Intranasal Trans-Sialidase Vaccine Mitigates Acute and Chronic Pathology in a Preclinical Oral Chagas Disease Model

Abstract

Chagas disease, caused by Trypanosoma cruzi, leads to severe complications in 30% of infected individuals, including acute myocarditis and chronic fibrosing cardiomyopathy. Despite the significant burden of this disease, there is currently no licensed vaccine available to prevent it. This study aimed to evaluate the mucosal and systemic immunogenicity as well as the prophylactic efficacy of a mucosal vaccine candidate and its impact on both acute and chronic cardiomyopathy. The results showed that the nasal administration of trans-sialidase (TS) plus c-di-AMP (TS+A) vaccine elicited a NALT expression of IFN-γ, IL-17a and IL-4 mRNA as well as a nasal-specific production of IgA. An in vivo challenge with TS also triggered increased proliferation of lymphocytes from the NALT, sentinel cervical lymph node, and spleen. TS+A immunization increased the plasma levels of Th1/Th2/Th17 cytokines and elicited an evident cellular response by which to judge enhanced delayed-type hypersensitivity responses following a TS footpad challenge. After oral infection, TS+A-vaccinated mice showed significantly reduced parasitemia and parasite load in the heart, muscles and intestines, while markers of hepatic and muscle damage as well as clinical manifestations of acute infection were strongly diminished.
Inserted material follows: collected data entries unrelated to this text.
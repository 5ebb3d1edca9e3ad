//! Backends for persisting KeyMaterial under a well-known name.

use std::{
    collections::{hash_map::Entry, HashMap},
    fs,
    io::{self, Write},
    path::PathBuf,
    sync::Mutex,
};

use tempfile::NamedTempFile;

/// A small persistent key/value store holding text-encoded key material.
///
/// Values are write-once: `set` never replaces an existing value, so two
/// processes racing to create a key cannot both win. Implementations are
/// scoped to one deployment; two [`super::KeyStore`]s over the same storage
/// see the same key.
#[cfg_attr(test, mockall::automock)]
pub trait KeyMaterialStorage: Send + Sync {
    /// Read the value stored under `name`, or `None` if nothing is stored.
    fn get(&self, name: &str) -> io::Result<Option<String>>;

    /// Store `value` under `name`.
    ///
    /// Fails with [`io::ErrorKind::AlreadyExists`] if `name` already holds a value.
    fn set(&self, name: &str, value: &str) -> io::Result<()>;
}

/// Stores each name as a file inside a directory.
///
/// Writes go through a randomly named temporary file in the same directory
/// which is then linked into place without clobbering, so a crash mid-write
/// never leaves a truncated key file and a concurrent writer never loses its
/// race silently. On unix the file is readable by the owner only.
#[derive(Debug, Clone)]
pub struct FileKeyStorage {
    dir: PathBuf,
}

impl FileKeyStorage {
    /// Create a storage rooted at `dir`. The directory is created on first write.
    pub fn new(dir: impl Into<PathBuf>) -> Self {
        Self { dir: dir.into() }
    }

    fn path_for(&self, name: &str) -> io::Result<PathBuf> {
        if name.is_empty() || name.contains(['/', '\\']) || name.starts_with('.') {
            return Err(io::Error::new(
                io::ErrorKind::InvalidInput,
                format!("invalid key name: {name:?}"),
            ));
        }
        Ok(self.dir.join(name))
    }
}

impl KeyMaterialStorage for FileKeyStorage {
    fn get(&self, name: &str) -> io::Result<Option<String>> {
        match fs::read_to_string(self.path_for(name)?) {
            Ok(text) => Ok(Some(text)),
            Err(e) if e.kind() == io::ErrorKind::NotFound => Ok(None),
            Err(e) => Err(e),
        }
    }

    fn set(&self, name: &str, value: &str) -> io::Result<()> {
        let path = self.path_for(name)?;
        fs::create_dir_all(&self.dir)?;

        // Random name, created with O_EXCL.
        let mut tmp = NamedTempFile::new_in(&self.dir)?;
        #[cfg(unix)]
        {
            use std::os::unix::fs::PermissionsExt;
            tmp.as_file()
                .set_permissions(fs::Permissions::from_mode(0o600))?;
        }
        tmp.as_file_mut().write_all(value.as_bytes())?;
        tmp.as_file().sync_all()?;

        tmp.persist_noclobber(&path).map_err(|e| e.error)?;
        Ok(())
    }
}

/// Process-local storage; the key is lost when the process exits.
#[derive(Debug, Default)]
pub struct MemoryKeyStorage {
    entries: Mutex<HashMap<String, String>>,
}

impl MemoryKeyStorage {
    /// Create an empty storage.
    pub fn new() -> Self {
        Self::default()
    }
}

impl KeyMaterialStorage for MemoryKeyStorage {
    fn get(&self, name: &str) -> io::Result<Option<String>> {
        let entries = self
            .entries
            .lock()
            .map_err(|_| io::Error::other("key storage lock poisoned"))?;
        Ok(entries.get(name).cloned())
    }

    fn set(&self, name: &str, value: &str) -> io::Result<()> {
        let mut entries = self
            .entries
            .lock()
            .map_err(|_| io::Error::other("key storage lock poisoned"))?;
        match entries.entry(name.to_owned()) {
            Entry::Occupied(_) => Err(io::Error::new(
                io::ErrorKind::AlreadyExists,
                format!("key material {name:?} already stored"),
            )),
            Entry::Vacant(slot) => {
                slot.insert(value.to_owned());
                Ok(())
            }
        }
    }
}

#[cfg(test)]
mod tests {
    use super::*;

    #[test]
    fn file_storage_missing_name_is_none() {
        let dir = tempfile::tempdir().unwrap();
        let storage = FileKeyStorage::new(dir.path());
        assert!(storage.get("absent").unwrap().is_none());
    }

    #[test]
    fn file_storage_set_then_get() {
        let dir = tempfile::tempdir().unwrap();
        let nested = dir.path().join("nested");
        let storage = FileKeyStorage::new(&nested);
        storage.set("key", "abc").unwrap();
        assert_eq!(storage.get("key").unwrap().as_deref(), Some("abc"));
        // only the key file is left behind
        assert_eq!(fs::read_dir(&nested).unwrap().count(), 1);
    }

    #[test]
    fn file_storage_never_overwrites() {
        let dir = tempfile::tempdir().unwrap();
        let first = FileKeyStorage::new(dir.path());
        let second = FileKeyStorage::new(dir.path());
        first.set("key", "abc").unwrap();
        let err = second.set("key", "def").unwrap_err();
        assert_eq!(err.kind(), io::ErrorKind::AlreadyExists);
        assert_eq!(first.get("key").unwrap().as_deref(), Some("abc"));
        assert_eq!(fs::read_dir(dir.path()).unwrap().count(), 1);
    }

    #[cfg(unix)]
    #[test]
    fn file_storage_is_owner_only() {
        use std::os::unix::fs::PermissionsExt;

        let dir = tempfile::tempdir().unwrap();
        let storage = FileKeyStorage::new(dir.path());
        storage.set("key", "abc").unwrap();
        let mode = fs::metadata(dir.path().join("key")).unwrap().permissions().mode();
        assert_eq!(mode & 0o777, 0o600);
    }

    #[test]
    fn file_storage_rejects_path_like_names() {
        let dir = tempfile::tempdir().unwrap();
        let storage = FileKeyStorage::new(dir.path());
        assert!(storage.set("../escape", "x").is_err());
        assert!(storage.get("").is_err());
        assert!(storage.get(".hidden").is_err());
    }

    #[test]
    fn memory_storage_set_then_get() {
        let storage = MemoryKeyStorage::new();
        assert!(storage.get("k").unwrap().is_none());
        storage.set("k", "v").unwrap();
        assert_eq!(storage.get("k").unwrap().as_deref(), Some("v"));
        let err = storage.set("k", "w").unwrap_err();
        assert_eq!(err.kind(), io::ErrorKind::AlreadyExists);
        assert_eq!(storage.get("k").unwrap().as_deref(), Some("v"));
    }
}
TS+A also attenuated acute myocarditis and the expression of inflammatory markers in the heart. The protection conferred by TS+A extended into the chronic phase, where it resulted in a clear reduction in chronic myocarditis, fibrosis and functional electrocardiographic abnormalities, associated with a decreased expression of the profibrotic TGF-β. These results revealed that it is possible to develop a mucosal vaccine against T. cruzi based on TS and c-di-AMP that is capable of reducing the development of Chagas cardiomyopathy, the hallmark of Chagas disease.